→ PROBLEM REQUIREMENTS
Return each of the entries below word for word.

→ SUPPLIED DATA
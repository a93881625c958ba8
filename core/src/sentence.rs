//! Punctuation-driven clause segmentation.
//!
//! The segmenter pulls characters from a [`TextNormalizer`] and cuts them into
//! clauses, recording what kind of boundary ended each one. Bracketed and
//! quoted regions are passed through raw as clauses of their own, and
//! `{namespace:key}` placeholders are copied verbatim into the current clause.

use serde::{Deserialize, Serialize};

use crate::normalizer::TextNormalizer;
use crate::units::CharClass;

/// What ended a clause.
#[derive(Debug, Clone, Copy, PartialEq, Eq, Hash, Serialize, Deserialize)]
pub enum Boundary {
    /// `,`
    HalfStop,
    /// `.`, a control character, a non-newline splitter or end of input
    FullStop,
    /// `\` (folded from `、`)
    SeriesStop,
    Question,
    Exclamation,
    /// `^` (folded from `…`)
    Abbreviation,
    Colon,
    Semicolon,
    /// Newline
    Paragraph,
    /// Raw content of a `( ... )` region
    InBracket,
    /// Raw content of a `" ... "` region
    InQuote,
}

impl Boundary {
    /// True for the raw bracket/quote regions, which are not analyzed further.
    pub fn is_region(self) -> bool {
        matches!(self, Boundary::InBracket | Boundary::InQuote)
    }

    fn for_symbol(ch: char) -> Option<Boundary> {
        match ch {
            ',' => Some(Boundary::HalfStop),
            '\\' => Some(Boundary::SeriesStop),
            '.' => Some(Boundary::FullStop),
            '?' => Some(Boundary::Question),
            '!' => Some(Boundary::Exclamation),
            '^' => Some(Boundary::Abbreviation),
            ':' => Some(Boundary::Colon),
            ';' => Some(Boundary::Semicolon),
            _ => None,
        }
    }
}

#[derive(Debug, Clone, Copy, PartialEq, Eq)]
enum Region {
    Bracket,
    Quote,
}

impl Region {
    fn open(ch: char) -> Option<Region> {
        match ch {
            '(' => Some(Region::Bracket),
            '"' => Some(Region::Quote),
            _ => None,
        }
    }

    fn close(self) -> char {
        match self {
            Region::Bracket => ')',
            Region::Quote => '"',
        }
    }

    fn boundary(self) -> Boundary {
        match self {
            Region::Bracket => Boundary::InBracket,
            Region::Quote => Boundary::InQuote,
        }
    }
}

/// One clause and the boundary that ended it.
#[derive(Debug, Clone, PartialEq, Eq, Serialize, Deserialize)]
pub struct Clause {
    pub text: String,
    pub boundary: Boundary,
}

pub struct SentenceSegmenter<I> {
    reader: TextNormalizer<I>,
    pending: Option<Region>,
    last_boundary: Option<Boundary>,
}

impl<I: Iterator<Item = char>> SentenceSegmenter<I> {
    pub fn new(reader: TextNormalizer<I>) -> Self {
        Self {
            reader,
            pending: None,
            last_boundary: None,
        }
    }

    /// Boundary of the clause returned by the latest `next_sentence()`.
    /// `None` before the first call and once the input is exhausted.
    pub fn last_boundary(&self) -> Option<Boundary> {
        self.last_boundary
    }

    fn read_region(&mut self, region: Region) -> String {
        let close = region.close();
        let mut text = String::new();
        for ch in self.reader.by_ref() {
            if ch == close {
                break;
            }
            text.push(ch);
        }
        text
    }

    /// Next clause, or `None` when nothing is left.
    pub fn next_sentence(&mut self) -> Option<String> {
        if let Some(region) = self.pending.take() {
            let text = self.read_region(region);
            self.last_boundary = Some(region.boundary());
            return Some(text);
        }

        let mut current = loop {
            let ch = self.reader.next();
            match self.reader.last_class() {
                Some(CharClass::Splitter | CharClass::Control | CharClass::Other) => continue,
                None => {
                    self.last_boundary = None;
                    return None;
                }
                Some(_) => break ch,
            }
        };

        let mut clause = String::new();
        let boundary = loop {
            let (ch, class) = match (current, self.reader.last_class()) {
                (Some(ch), Some(class)) => (ch, class),
                _ => break Boundary::FullStop,
            };
            match class {
                CharClass::Control => break Boundary::FullStop,
                CharClass::Splitter => match ch {
                    ' ' => clause.push(' '),
                    '\r' => {}
                    '\n' => break Boundary::Paragraph,
                    _ => break Boundary::FullStop,
                },
                CharClass::Symbol => {
                    if let Some(boundary) = Boundary::for_symbol(ch) {
                        break boundary;
                    }
                    if let Some(region) = Region::open(ch) {
                        if clause.is_empty() {
                            clause = self.read_region(region);
                            break region.boundary();
                        }
                        self.pending = Some(region);
                        break Boundary::HalfStop;
                    }
                    if ch == '{' {
                        clause.push('{');
                        for inner in self.reader.by_ref() {
                            clause.push(inner);
                            if inner == '}' {
                                break;
                            }
                        }
                    } else {
                        clause.push(ch);
                    }
                }
                CharClass::Other => {}
                _ => clause.push(ch),
            }
            current = self.reader.next();
        };

        self.last_boundary = Some(boundary);
        Some(clause)
    }
}

impl<I: Iterator<Item = char>> Iterator for SentenceSegmenter<I> {
    type Item = Clause;

    fn next(&mut self) -> Option<Clause> {
        let text = self.next_sentence()?;
        let boundary = self.last_boundary.unwrap_or(Boundary::FullStop);
        Some(Clause { text, boundary })
    }
}

/// Segment a whole string into clauses.
///
/// # Example
/// ```
/// use libchat_core::sentence::{split_clauses, Boundary};
///
/// let clauses = split_clauses("你好，世界。");
/// assert_eq!(clauses.len(), 2);
/// assert_eq!(clauses[0].text, "你好");
/// assert_eq!(clauses[0].boundary, Boundary::HalfStop);
/// assert_eq!(clauses[1].text, "世界");
/// assert_eq!(clauses[1].boundary, Boundary::FullStop);
/// ```
pub fn split_clauses(text: &str) -> Vec<Clause> {
    SentenceSegmenter::new(TextNormalizer::from_text(text)).collect()
}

→ TASK OUTPUT
repository a93881625c958ba8
filename core/src/sentence.rs
//! Punctuation-driven clause segmentation.
//!
//! The segmenter pulls characters from a [`TextNormalizer`] and cuts them into
//! clauses, recording what kind of boundary ended each one. Bracketed and
//! quoted regions are passed through raw as clauses of their own, and
//! `{namespace:key}` placeholders are copied verbatim into the current clause.

use serde::{Deserialize, Serialize};

use crate::normalizer::TextNormalizer;
use crate::units::CharClass;

/// What ended a clause.
#[derive(Debug, Clone, Copy, PartialEq, Eq, Hash, Serialize, Deserialize)]
pub enum Boundary {
    /// `,`
    HalfStop,
    /// `.`, a control character, a non-newline splitter or end of input
    FullStop,
    /// `\` (folded from `、`)
    SeriesStop,
    Question,
    Exclamation,
    /// `^` (folded from `…`)
    Abbreviation,
    Colon,
    Semicolon,
    /// Newline
    Paragraph,
    /// Raw content of a `( ... )` region
    InBracket,
    /// Raw content of a `" ... "` region
    InQuote,
}

impl Boundary {
    /// True for the raw bracket/quote regions, which are not analyzed further.
    pub fn is_region(self) -> bool {
        matches!(self, Boundary::InBracket | Boundary::InQuote)
    }

    fn for_symbol(ch: char) -> Option<Boundary> {
        match ch {
            ',' => Some(Boundary::HalfStop),
            '\\' => Some(Boundary::SeriesStop),
            '.' => Some(Boundary::FullStop),
            '?' => Some(Boundary::Question),
            '!' => Some(Boundary::Exclamation),
            '^' => Some(Boundary::Abbreviation),
            ':' => Some(Boundary::Colon),
            ';' => Some(Boundary::Semicolon),
            _ => None,
        }
    }
}

#[derive(Debug, Clone, Copy, PartialEq, Eq)]
enum Region {
    Bracket,
    Quote,
}

impl Region {
    fn open(ch: char) -> Option<Region> {
        match ch {
            '(' => Some(Region::Bracket),
            '"' => Some(Region::Quote),
            _ => None,
        }
    }

    fn close(self) -> char {
        match self {
            Region::Bracket => ')',
            Region::Quote => '"',
        }
    }

    fn boundary(self) -> Boundary {
        match self {
            Region::Bracket => Boundary::InBracket,
            Region::Quote => Boundary::InQuote,
        }
    }
}

/// One clause and the boundary that ended it.
#[derive(Debug, Clone, PartialEq, Eq, Serialize, Deserialize)]
pub struct Clause {
    pub text: String,
    pub boundary: Boundary,
}

pub struct SentenceSegmenter<I> {
    reader: TextNormalizer<I>,
    pending: Option<Region>,
    last_boundary: Option<Boundary>,
}

impl<I: Iterator<Item = char>> SentenceSegmenter<I> {
    pub fn new(reader: TextNormalizer<I>) -> Self {
        Self {
            reader,
            pending: None,
            last_boundary: None,
        }
    }

    /// Boundary of the clause returned by the latest `next_sentence()`.
    /// `None` before the first call and once the input is exhausted.
    pub fn last_boundary(&self) -> Option<Boundary> {
        self.last_boundary
    }

    fn read_region(&mut self, region: Region) -> String {
        let close = region.close();
        let mut text = String::new();
        for ch in self.reader.by_ref() {
            if ch == close {
                break;
            }
            text.push(ch);
        }
        text
    }

    /// Next clause, or `None` when nothing is left.
    pub fn next_sentence(&mut self) -> Option<String> {
        if let Some(region) = self.pending.take() {
            let text = self.read_region(region);
            self.last_boundary = Some(region.boundary());
            return Some(text);
        }

        let mut current = loop {
            let ch = self.reader.next();
            match self.reader.last_class() {
                Some(CharClass::Splitter | CharClass::Control | CharClass::Other) => continue,
                None => {
                    self.last_boundary = None;
                    return None;
                }
                Some(_) => break ch,
            }
        };

        let mut clause = String::new();
        let boundary = loop {
            let (ch, class) = match (current, self.reader.last_class()) {
                (Some(ch), Some(class)) => (ch, class),
                _ => break Boundary::FullStop,
            };
            match class {
                CharClass::Control => break Boundary::FullStop,
                CharClass::Splitter => match ch {
                    ' ' => clause.push(' '),
                    '\r' => {}
                    '\n' => break Boundary::Paragraph,
                    _ => break Boundary::FullStop,
                },
                CharClass::Symbol => {
                    if let Some(boundary) = Boundary::for_symbol(ch) {
                        break boundary;
                    }
                    if let Some(region) = Region::open(ch) {
                        if clause.is_empty() {
                            clause = self.read_region(region);
                            break region.boundary();
                        }
                        self.pending = Some(region);
                        break Boundary::HalfStop;
                    }
                    if ch == '{' {
                        clause.push('{');
                        for inner in self.reader.by_ref() {
                            clause.push(inner);
                            if inner == '}' {
                                break;
                            }
                        }
                    } else {
                        clause.push(ch);
                    }
                }
                CharClass::Other => {}
                _ => clause.push(ch),
            }
            current = self.reader.next();
        };

        self.last_boundary = Some(boundary);
        Some(clause)
    }
}

impl<I: Iterator<Item = char>> Iterator for SentenceSegmenter<I> {
    type Item = Clause;

    fn next(&mut self) -> Option<Clause> {
        let text = self.next_sentence()?;
        let boundary = self.last_boundary.unwrap_or(Boundary::FullStop);
        Some(Clause { text, boundary })
    }
}

/// Segment a whole string into clauses.
///
/// # Example
/// ```
/// use libchat_core::sentence::{split_clauses, Boundary};
///
/// let clauses = split_clauses("你好，世界。");
/// assert_eq!(clauses.len(), 2);
/// assert_eq!(clauses[0].text, "你好");
/// assert_eq!(clauses[0].boundary, Boundary::HalfStop);
/// assert_eq!(clauses[1].text, "世界");
/// assert_eq!(clauses[1].boundary, Boundary::FullStop);
/// ```
pub fn split_clauses(text: &str) -> Vec<Clause> {
    SentenceSegmenter::new(TextNormalizer::from_text(text)).collect()
}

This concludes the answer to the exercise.